Migration is possible but requires effort. DokuWiki can import from MediaWiki and export to HTML or PDF. XWiki has the most robust import/export system, supporting Confluence, MediaWiki, and its own XAR package format. TiddlyWiki5 exports to JSON, HTML, and Markdown. For cross-engine migration, export to Markdown first and then import using each platform’s import tools.

Do these wikis support real-time collaborative editing?

XWiki has built-in multi-user editing with page lock management to prevent edit conflicts. DokuWiki supports concurrent edits but uses a simple file locking mechanism — two users editing the same page simultaneously may see a conflict warning. TiddlyWiki5 in Node.js server mode supports multiple users but does not have real-time collaborative editing; the last save wins if two users edit the same tiddler at the same time.

How do these wikis handle backups?

DokuWiki backups are the simplest — copy the entire data directory (usually data/ and conf/) to any location. Restore by copying back. TiddlyWiki5 backups are a single HTML file (browser mode) or a directory of tiddler files (Node.js mode). XWiki requires backing up both the data directory and the PostgreSQL/MySQL database.

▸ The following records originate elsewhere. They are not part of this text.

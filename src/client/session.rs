//! The game session: handshake, then alternate server and player moves.

use std::thread;
use std::time::{Duration, Instant, SystemTime, UNIX_EPOCH};

use super::channel::LineChannel;
use super::error::ClientError;
use crate::board::{Board, EndReason, Move, Side};
use crate::player::Player;

/// Time to initialize when the server's clock is not used.
const STANDALONE_INIT_TIME: Duration = Duration::from_secs(19);
/// Time per move when the server's clock is not used.
const STANDALONE_MOVE_TIME: Duration = Duration::from_secs(9);
/// Pause between idle polls while the opponent thinks.
const IDLE_TICK: Duration = Duration::from_millis(10);

/// How the session announces itself to the server.
#[derive(Clone, Debug, PartialEq, Eq)]
pub enum Mode {
    /// Play against the server itself; deadlines are local.
    Standalone,
    /// Join the game identified by the key; deadlines come from the server.
    Game(String),
}

impl Mode {
    fn line(&self) -> String {
        match self {
            Mode::Standalone => "MODE STANDALONE".to_string(),
            Mode::Game(key) => format!("MODE GAME {key}"),
        }
    }
}

/// Convert a server timestamp (microseconds since the Unix epoch) to a
/// local instant. Timestamps in the past map to now.
#[must_use]
pub fn deadline_from_micros(micros: i64) -> Instant {
    let now = Instant::now();
    let Ok(since_epoch) = SystemTime::now().duration_since(UNIX_EPOCH) else {
        return now;
    };
    let target = Duration::from_micros(micros.max(0).unsigned_abs());
    now + target.saturating_sub(since_epoch)
}

/// Drives one game between a channel and a player.
pub struct Session<C, P> {
    channel: C,
    player: P,
    mode: Mode,
    board: Board,
}

impl<C: LineChannel, P: Player> Session<C, P> {
    pub fn new(channel: C, player: P, mode: Mode) -> Self {
        Session {
            channel,
            player,
            mode,
            board: Board::new(),
        }
    }

    /// Position after the last applied move.
    #[must_use]
    pub fn board(&self) -> &Board {
        &self.board
    }

    pub fn into_parts(self) -> (C, P) {
        (self.channel, self.player)
    }

    fn deadline(&self, server: Instant, standalone: Duration) -> Instant {
        match self.mode {
            Mode::Standalone => Instant::now() + standalone,
            Mode::Game(_) => server,
        }
    }

    /// Play the game to its end and return the server's verdict.
    pub fn run(&mut self) -> Result<EndReason, ClientError> {
        self.channel.write_line(&self.mode.line())?;

        let line = self.read_blocking()?;
        let (deadline, first) = parse_init(&line).ok_or(ClientError::Handshake { line })?;
        let deadline = self.deadline(deadline, STANDALONE_INIT_TIME);
        self.player.initialize(first, deadline);
        self.channel.write_line("INIT")?;

        let to_move = if first { Side::Own } else { Side::Other };
        self.board = Board::starting(to_move);
        log::info!("game started, moving first: {first}");

        loop {
            let line = self.wait_for_opponent()?;
            let (deadline, mv) = parse_move_line(&line).ok_or(ClientError::Protocol { line })?;
            let deadline = self.deadline(deadline, STANDALONE_MOVE_TIME);

            match mv {
                Move::EndOfGame(reason) => {
                    log::info!("game over: {reason}");
                    return Ok(reason);
                }
                Move::Null => log::warn!("ignoring malformed move from server"),
                _ if self.board.find_possible_moves().contains(&mv) => self.board.do_move(&mv),
                _ => log::warn!("ignoring illegal move from server: {mv}"),
            }

            let reply = self.player.play(&self.board, deadline);
            self.channel.write_line(&reply.to_string())?;
            if let Move::EndOfGame(reason) = reply {
                log::info!("player ended the game: {reason}");
                return Ok(reason);
            }
            self.board.do_move(&reply);
        }
    }

    fn read_blocking(&mut self) -> Result<String, ClientError> {
        self.channel
            .read_line(true)?
            .ok_or(ClientError::ChannelClosed)
    }

    /// Poll the channel, letting the player use the wait, until a line
    /// arrives.
    fn wait_for_opponent(&mut self) -> Result<String, ClientError> {
        loop {
            if let Some(line) = self.channel.read_line(false)? {
                return Ok(line);
            }
            if self.player.idle(&self.board) {
                return self.read_blocking();
            }
            thread::sleep(IDLE_TICK);
        }
    }
}

/// `<deadline_us> <first>`, `first` non-zero if we move first.
fn parse_init(line: &str) -> Option<(Instant, bool)> {
    let mut tokens = line.split_whitespace();
    let micros = tokens.next()?.parse::<i64>().ok()?;
    let first = tokens.next()?.parse::<i64>().ok()?;
    Some((deadline_from_micros(micros), first != 0))
}

/// `<deadline_us> <move>`; a malformed move decodes to [`Move::Null`].
fn parse_move_line(line: &str) -> Option<(Instant, Move)> {
    let (micros, mv) = line.trim().split_once(' ')?;
    let micros = micros.parse::<i64>().ok()?;
    Some((deadline_from_micros(micros), Move::decode(mv)))
}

Use pg_dump for PostgreSQL or mysqldump for MySQL to capture database state alongside the file system data.

Can I use these wikis for a public-facing knowledge base?

All three wikis can serve public-facing content. DokuWiki and XWiki are commonly used as public documentation portals and company wikis with public read access. TiddlyWiki5 in single-file mode is less suitable for public serving due to its JavaScript-heavy rendering, but the Node.js server mode works well for this purpose. For SEO optimization, DokuWiki and XWiki generate server-side HTML that search engines can crawl effectively.

What are the resource requirements for each wiki?

DokuWiki runs comfortably on 64-128 MB of RAM and minimal CPU. TiddlyWiki5 in Node.js mode requires about 128-256 MB of RAM. XWiki is the most demanding, requiring at least 512 MB of RAM (1 GB recommended) plus the memory needed for its database (PostgreSQL adds another 128-256 MB). For a small homelab server, DokuWiki or TiddlyWiki5 are the most practical choices.